- _THE TASK_
The answer should be every line below, retyped exactly.

[Records contained in a dataset]
((

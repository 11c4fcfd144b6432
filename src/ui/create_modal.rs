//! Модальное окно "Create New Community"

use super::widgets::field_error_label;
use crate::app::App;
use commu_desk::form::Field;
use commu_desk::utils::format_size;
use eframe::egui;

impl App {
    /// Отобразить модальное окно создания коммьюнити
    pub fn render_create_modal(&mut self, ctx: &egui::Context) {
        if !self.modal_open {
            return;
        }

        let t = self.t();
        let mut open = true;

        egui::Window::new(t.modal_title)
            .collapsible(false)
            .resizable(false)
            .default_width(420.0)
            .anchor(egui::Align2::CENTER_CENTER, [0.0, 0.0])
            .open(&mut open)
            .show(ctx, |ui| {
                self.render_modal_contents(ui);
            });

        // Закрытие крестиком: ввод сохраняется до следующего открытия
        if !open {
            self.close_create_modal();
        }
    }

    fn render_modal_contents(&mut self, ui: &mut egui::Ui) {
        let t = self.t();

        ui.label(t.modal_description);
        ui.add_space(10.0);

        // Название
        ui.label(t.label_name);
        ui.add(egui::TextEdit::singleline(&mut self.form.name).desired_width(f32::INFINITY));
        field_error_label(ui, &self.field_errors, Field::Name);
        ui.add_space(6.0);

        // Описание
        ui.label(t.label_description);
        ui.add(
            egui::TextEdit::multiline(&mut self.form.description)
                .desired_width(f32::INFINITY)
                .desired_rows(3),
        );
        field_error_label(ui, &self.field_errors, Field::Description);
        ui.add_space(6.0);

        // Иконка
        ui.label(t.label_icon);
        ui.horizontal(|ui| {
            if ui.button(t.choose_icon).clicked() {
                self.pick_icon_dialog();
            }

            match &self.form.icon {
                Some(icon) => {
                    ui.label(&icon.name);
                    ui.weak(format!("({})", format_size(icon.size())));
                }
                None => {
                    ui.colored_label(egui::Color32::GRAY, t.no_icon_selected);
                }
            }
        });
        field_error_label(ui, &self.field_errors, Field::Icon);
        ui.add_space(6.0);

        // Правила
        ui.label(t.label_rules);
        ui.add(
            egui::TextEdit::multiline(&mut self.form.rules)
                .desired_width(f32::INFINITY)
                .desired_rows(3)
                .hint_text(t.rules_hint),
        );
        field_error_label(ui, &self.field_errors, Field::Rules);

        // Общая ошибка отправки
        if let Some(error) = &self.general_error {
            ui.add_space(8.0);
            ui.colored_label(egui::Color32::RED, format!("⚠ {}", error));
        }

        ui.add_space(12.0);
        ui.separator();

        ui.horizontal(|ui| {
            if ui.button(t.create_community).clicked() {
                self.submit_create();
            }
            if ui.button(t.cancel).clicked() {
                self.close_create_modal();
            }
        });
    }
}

))

- _OUTPUT FOR THIS TASK_
repository 11c4fcfd144b6432
filename src/ui/create_modal.rs
//! Модальное окно "Create New Community"

use super::widgets::field_error_label;
use crate::app::App;
use commu_desk::form::Field;
use commu_desk::utils::format_size;
use eframe::egui;

impl App {
    /// Отобразить модальное окно создания коммьюнити
    pub fn render_create_modal(&mut self, ctx: &egui::Context) {
        if !self.modal_open {
            return;
        }

        let t = self.t();
        let mut open = true;

        egui::Window::new(t.modal_title)
            .collapsible(false)
            .resizable(false)
            .default_width(420.0)
            .anchor(egui::Align2::CENTER_CENTER, [0.0, 0.0])
            .open(&mut open)
            .show(ctx, |ui| {
                self.render_modal_contents(ui);
            });

        // Закрытие крестиком: ввод сохраняется до следующего открытия
        if !open {
            self.close_create_modal();
        }
    }

    fn render_modal_contents(&mut self, ui: &mut egui::Ui) {
        let t = self.t();

        ui.label(t.modal_description);
        ui.add_space(10.0);

        // Название
        ui.label(t.label_name);
        ui.add(egui::TextEdit::singleline(&mut self.form.name).desired_width(f32::INFINITY));
        field_error_label(ui, &self.field_errors, Field::Name);
        ui.add_space(6.0);

        // Описание
        ui.label(t.label_description);
        ui.add(
            egui::TextEdit::multiline(&mut self.form.description)
                .desired_width(f32::INFINITY)
                .desired_rows(3),
        );
        field_error_label(ui, &self.field_errors, Field::Description);
        ui.add_space(6.0);

        // Иконка
        ui.label(t.label_icon);
        ui.horizontal(|ui| {
            if ui.button(t.choose_icon).clicked() {
                self.pick_icon_dialog();
            }

            match &self.form.icon {
                Some(icon) => {
                    ui.label(&icon.name);
                    ui.weak(format!("({})", format_size(icon.size())));
                }
                None => {
                    ui.colored_label(egui::Color32::GRAY, t.no_icon_selected);
                }
            }
        });
        field_error_label(ui, &self.field_errors, Field::Icon);
        ui.add_space(6.0);

        // Правила
        ui.label(t.label_rules);
        ui.add(
            egui::TextEdit::multiline(&mut self.form.rules)
                .desired_width(f32::INFINITY)
                .desired_rows(3)
                .hint_text(t.rules_hint),
        );
        field_error_label(ui, &self.field_errors, Field::Rules);

        // Общая ошибка отправки
        if let Some(error) = &self.general_error {
            ui.add_space(8.0);
            ui.colored_label(egui::Color32::RED, format!("⚠ {}", error));
        }

        ui.add_space(12.0);
        ui.separator();

        ui.horizontal(|ui| {
            if ui.button(t.create_community).clicked() {
                self.submit_create();
            }
            if ui.button(t.cancel).clicked() {
                self.close_create_modal();
            }
        });
    }
}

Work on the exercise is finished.